++++ Source material ++++

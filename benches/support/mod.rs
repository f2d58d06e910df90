#![allow(dead_code)]

use std::{sync::Mutex, time::Duration};

use once_cell::sync::Lazy;
use rand::{rngs::StdRng, seq::SliceRandom, Rng, SeedableRng};
use scoreboard::{ClientId, RankingEngine, Score, ScoreUpdate};

static BASE_SEED: Lazy<u64> = Lazy::new(|| {
    std::env::var("SCOREBOARD_BENCH_SEED")
        .ok()
        .and_then(|s| s.parse::<u64>().ok())
        .unwrap_or(0x7d11_5eed_f065_cafe)
});

static RNG_COUNTER: Lazy<Mutex<u64>> = Lazy::new(|| Mutex::new(0));

pub fn usize_env(name: &str, default: usize) -> usize {
    std::env::var(name)
        .ok()
        .and_then(|s| s.parse().ok())
        .unwrap_or(default)
}

pub fn duration_env(name: &str, default_secs: f64) -> Duration {
    let secs = std::env::var(name)
        .ok()
        .and_then(|s| s.parse::<f64>().ok())
        .filter(|s| *s > 0.0)
        .unwrap_or(default_secs);
    Duration::from_secs_f64(secs)
}

#[inline]
pub fn seeded_rng() -> StdRng {
    let mut guard = RNG_COUNTER.lock().unwrap();
    let seed = BASE_SEED.wrapping_add(*guard);
    *guard = guard.wrapping_add(1);
    StdRng::seed_from_u64(seed)
}

/// `n` clients with scores drawn from `0..score_range`.
pub fn uniform_random(n: usize, score_range: Score) -> Vec<(ClientId, Score)> {
    let mut rng = seeded_rng();
    (0..n as ClientId)
        .map(|id| (id, rng.gen_range(0..score_range)))
        .collect()
}

/// Every client on the same score: one huge bucket.
pub fn same_score(n: usize, score: Score) -> Vec<(ClientId, Score)> {
    (0..n as ClientId).map(|id| (id, score)).collect()
}

/// Few distinct scores, many clients per bucket.
pub fn heavy_ties(n: usize, distinct: Score) -> Vec<(ClientId, Score)> {
    let mut rng = seeded_rng();
    (0..n as ClientId)
        .map(|id| (id, rng.gen_range(0..distinct.max(1))))
        .collect()
}

pub fn build_engine(entries: &[(ClientId, Score)]) -> RankingEngine {
    let mut engine = RankingEngine::new();
    for &(user, total) in entries {
        engine
            .update(ScoreUpdate::Absolute { user, total })
            .unwrap();
    }
    engine
}

pub fn shuffled_ids(entries: &[(ClientId, Score)]) -> Vec<ClientId> {
    let mut rng = seeded_rng();
    let mut ids: Vec<_> = entries.iter().map(|&(id, _)| id).collect();
    ids.shuffle(&mut rng);
    ids
}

++++

__Task statement__
The lines you need run from the one containing "pub fn build_engine(entries: &[(ClientId, Score)])" to the end of the listing. Output exactly those, both ends included.

__Exercise solution__
pub fn build_engine(entries: &[(ClientId, Score)]) -> RankingEngine {
    let mut engine = RankingEngine::new();
    for &(user, total) in entries {
        engine
            .update(ScoreUpdate::Absolute { user, total })
            .unwrap();
    }
    engine
}

pub fn shuffled_ids(entries: &[(ClientId, Score)]) -> Vec<ClientId> {
    let mut rng = seeded_rng();
    let mut ids: Vec<_> = entries.iter().map(|&(id, _)| id).collect();
    ids.shuffle(&mut rng);
    ids
}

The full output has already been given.